• Exercise data:
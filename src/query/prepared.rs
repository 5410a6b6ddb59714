//! Prepared statements with typed bind parameters.
//!
//! A prepared statement is bound to the consistency level the connection had
//! when it was prepared. Its text is never checked against the meta-command
//! chain.

use crate::error::QueryError;
use crate::query::batch::{self, Batch, BatchStatus};
use crate::query::executor::Executor;
use crate::query::results::{ExecutionResult, ResultSet, UPDATE_COUNT_UNKNOWN};
use crate::transport::protocol::{BatchEntry, PreparedHandle};
use crate::types::{ConsistencyLevel, Parameter};
use scylla::value::CqlValue;
use tracing::warn;

/// Column-introspection query issued by older database tools.
///
/// Null text cells of its results read as the literal `"null"` unless the
/// connection sets `returnNullStringsFromIntroQuery`.
pub const INTRO_QUERY: &str = "SELECT column_name as name,
       validator,
       columnfamily_name as table_name,
       type,
       index_name,
       index_options,
       index_type,
       component_index as position
FROM system.schema_columns
WHERE keyspace_name = ?";

/// A prepared statement for parameterized execution.
///
/// # Example
///
/// ```no_run
/// use cassandra_dbc::Driver;
///
/// # fn example() -> Result<(), cassandra_dbc::DriverError> {
/// let connection = Driver::new().connect("jdbc:cassandra://localhost/shop", None)?;
/// let mut prepared = connection.prepare_statement("SELECT * FROM orders WHERE id = ?")?;
/// prepared.bind(0, 42)?;
/// let rows = prepared.execute_query()?;
/// println!("{} rows", rows.row_count());
/// prepared.close();
/// # Ok(())
/// # }
/// ```
#[derive(Debug)]
pub struct PreparedStatement {
    executor: Executor,
    handle: PreparedHandle,
    /// Bound values by zero-based marker index
    parameters: Vec<Option<Parameter>>,
    /// Whether null text cells of results render as `"null"`
    null_placeholder: bool,
    batch: Option<Batch>,
    result: Option<ResultSet>,
    closed: bool,
}

impl PreparedStatement {
    pub(crate) fn new(executor: Executor, handle: PreparedHandle) -> Self {
        let null_placeholder = !executor.state().return_null_strings_from_intro_query()
            && handle.cql.trim() == INTRO_QUERY;
        let parameters = vec![None; handle.param_count];

        Self {
            executor,
            handle,
            parameters,
            null_placeholder,
            batch: None,
            result: None,
            closed: false,
        }
    }

    fn check_closed(&self) -> Result<(), QueryError> {
        if self.closed {
            Err(QueryError::StatementClosed)
        } else {
            Ok(())
        }
    }

    /// Statement text as prepared.
    pub fn cql(&self) -> &str {
        &self.handle.cql
    }

    /// Number of bind markers.
    pub fn param_count(&self) -> usize {
        self.handle.param_count
    }

    /// Level captured when the statement was prepared.
    pub fn consistency_level(&self) -> ConsistencyLevel {
        self.handle.consistency
    }

    pub fn returns_null_placeholder(&self) -> bool {
        self.null_placeholder
    }

    /// Bind a parameter value at the given index.
    ///
    /// # Arguments
    /// * `index` - Zero-based parameter index
    /// * `value` - Value to bind
    ///
    /// # Errors
    /// Returns `QueryError::ParameterBinding` if index is out of bounds.
    pub fn bind(&mut self, index: usize, value: impl Into<Parameter>) -> Result<(), QueryError> {
        self.check_closed()?;
        let count = self.parameters.len();
        let slot = self
            .parameters
            .get_mut(index)
            .ok_or_else(|| QueryError::ParameterBinding {
                index,
                message: format!(
                    "Parameter index {} out of bounds (statement has {} parameters)",
                    index, count
                ),
            })?;
        *slot = Some(value.into());
        Ok(())
    }

    /// Clear all bound parameters.
    pub fn clear_parameters(&mut self) -> Result<(), QueryError> {
        self.check_closed()?;
        self.parameters.iter_mut().for_each(|param| *param = None);
        Ok(())
    }

    fn values(&self) -> Result<Vec<Option<CqlValue>>, QueryError> {
        self.parameters
            .iter()
            .enumerate()
            .map(|(index, param)| {
                param
                    .as_ref()
                    .map(Parameter::to_cql_value)
                    .ok_or_else(|| QueryError::ParameterBinding {
                        index,
                        message: format!("Parameter {} is not bound", index),
                    })
            })
            .collect()
    }

    /// Execute with the bound parameters.
    ///
    /// Returns `true` when the execution produced rows.
    ///
    /// # Errors
    /// Returns an error if:
    /// - Not all parameters are bound
    /// - The statement or its connection has been closed
    /// - Execution fails on the cluster
    pub fn execute(&mut self) -> Result<bool, QueryError> {
        self.check_closed()?;
        self.result = None;
        let values = self.values()?;

        match self
            .executor
            .execute_prepared(&self.handle, values, self.null_placeholder)?
        {
            ExecutionResult::Rows(result_set) => {
                self.result = Some(result_set);
                Ok(true)
            }
            ExecutionResult::Update => Ok(false),
        }
    }

    /// Execute and return the produced rows.
    pub fn execute_query(&mut self) -> Result<ResultSet, QueryError> {
        self.execute()?;
        self.result.take().ok_or_else(|| {
            QueryError::NoResultSet("Prepared statement did not produce rows".to_string())
        })
    }

    /// Execute and return the update count, which is always unknown.
    pub fn execute_update(&mut self) -> Result<i64, QueryError> {
        self.execute()?;
        Ok(UPDATE_COUNT_UNKNOWN)
    }

    pub fn result(&self) -> Option<&ResultSet> {
        self.result.as_ref()
    }

    pub fn take_result(&mut self) -> Option<ResultSet> {
        self.result.take()
    }

    /// Add the currently bound values to the pending batch.
    pub fn add_batch(&mut self) -> Result<(), QueryError> {
        self.check_closed()?;
        let values = self.values()?;
        batch::add_pending(
            &mut self.batch,
            BatchEntry::Prepared {
                id: self.handle.id,
                values,
            },
        );
        Ok(())
    }

    pub fn clear_batch(&mut self) -> Result<(), QueryError> {
        self.check_closed()?;
        self.batch = None;
        Ok(())
    }

    /// Run the pending batch; it is cleared whatever the outcome.
    pub fn execute_batch(&mut self) -> Result<Vec<BatchStatus>, QueryError> {
        self.check_closed()?;
        batch::execute_pending(&mut self.batch, &self.executor)
    }

    /// Close the statement and release its session handle.
    ///
    /// Closing twice is a no-op. Failing to release the handle is logged,
    /// not reported.
    pub fn close(&mut self) {
        if self.closed {
            return;
        }
        self.closed = true;
        self.result = None;
        self.batch = None;

        if let Err(e) = self.executor.unprepare(self.handle.id) {
            warn!(id = self.handle.id, error = %e, "failed to release prepared statement");
        }
    }

    pub fn is_closed(&self) -> bool {
        self.closed
    }
}
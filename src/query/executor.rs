//! Statement execution pipeline.
//!
//! Text first runs through the meta-command chain; anything the chain does
//! not claim is sent verbatim to the cluster at the connection's current
//! consistency level and the outcome is classified as rows or update.

use crate::connection::session::SessionState;
use crate::error::QueryError;
use crate::query::meta;
use crate::query::results::ExecutionResult;
use crate::runtime::Runtime;
use crate::transport::protocol::{BatchEntry, CqlSession, PreparedHandle};
use scylla::value::CqlValue;
use std::fmt;
use std::sync::Arc;
use tracing::debug;

/// Everything a statement needs from its connection.
#[derive(Clone)]
pub struct Executor {
    session: Arc<dyn CqlSession>,
    state: Arc<SessionState>,
    runtime: Arc<Runtime>,
}

impl Executor {
    pub(crate) fn new(
        session: Arc<dyn CqlSession>,
        state: Arc<SessionState>,
        runtime: Arc<Runtime>,
    ) -> Self {
        Self {
            session,
            state,
            runtime,
        }
    }

    pub(crate) fn state(&self) -> &SessionState {
        &self.state
    }

    pub(crate) fn session(&self) -> &dyn CqlSession {
        self.session.as_ref()
    }

    pub(crate) fn runtime(&self) -> &Runtime {
        &self.runtime
    }

    /// Execute statement text.
    ///
    /// # Errors
    ///
    /// - `QueryError::Connection` once the connection is closed
    /// - `QueryError::SyntaxError` when the cluster rejects the text
    /// - `QueryError::ExecutionFailed` for unknown meta-command levels and
    ///   every other cluster failure
    pub fn execute(&self, cql: &str) -> Result<ExecutionResult, QueryError> {
        self.state.ensure_open()?;

        if let Some(result) = meta::intercept(cql, &self.state) {
            debug!(cql, "handled meta-command");
            return result;
        }

        let level = self.state.consistency_level();
        self.state.increment_query_count();
        debug!(%level, cql, "dispatching statement");

        let result = self.runtime.block_on(self.session.execute(cql, level))?;
        Ok(ExecutionResult::from_transport(result, false))
    }

    /// Prepare text with a snapshot of the current consistency level.
    pub fn prepare(&self, cql: &str) -> Result<PreparedHandle, QueryError> {
        self.state.ensure_open()?;

        let level = self.state.consistency_level();
        debug!(%level, cql, "preparing statement");
        Ok(self.runtime.block_on(self.session.prepare(cql, level))?)
    }

    /// Execute a prepared statement; meta-commands do not apply.
    pub fn execute_prepared(
        &self,
        handle: &PreparedHandle,
        values: Vec<Option<CqlValue>>,
        null_placeholder: bool,
    ) -> Result<ExecutionResult, QueryError> {
        self.state.ensure_open()?;
        self.state.increment_query_count();
        debug!(id = handle.id, level = %handle.consistency, "executing prepared statement");

        let result = self
            .runtime
            .block_on(self.session.execute_prepared(handle, values))?;
        Ok(ExecutionResult::from_transport(result, null_placeholder))
    }

    /// Submit entries as one unit at the current consistency level.
    pub fn execute_batch(&self, entries: &[BatchEntry]) -> Result<(), QueryError> {
        self.state.ensure_open()?;

        let level = self.state.consistency_level();
        self.state.increment_query_count();
        Ok(self.runtime.block_on(self.session.batch(entries, level))?)
    }

    /// Release a prepared handle.
    pub fn unprepare(&self, id: u64) -> Result<(), QueryError> {
        Ok(self.runtime.block_on(self.session.unprepare(id))?)
    }
}

impl fmt::Debug for Executor {
    fn fmt(&self, f: &mut fmt::Formatter<'_>) -> fmt::Result {
        f.debug_struct("Executor")
            .field("session", &"<CqlSession>")
            .field("state", &self.state)
            .field("runtime", &self.runtime)
            .finish()
    }
}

• What is needed: Every line of the listing that includes "chain" must be shown.

• Answer to the exercise:
//! chain.
//! Text first runs through the meta-command chain; anything the chain does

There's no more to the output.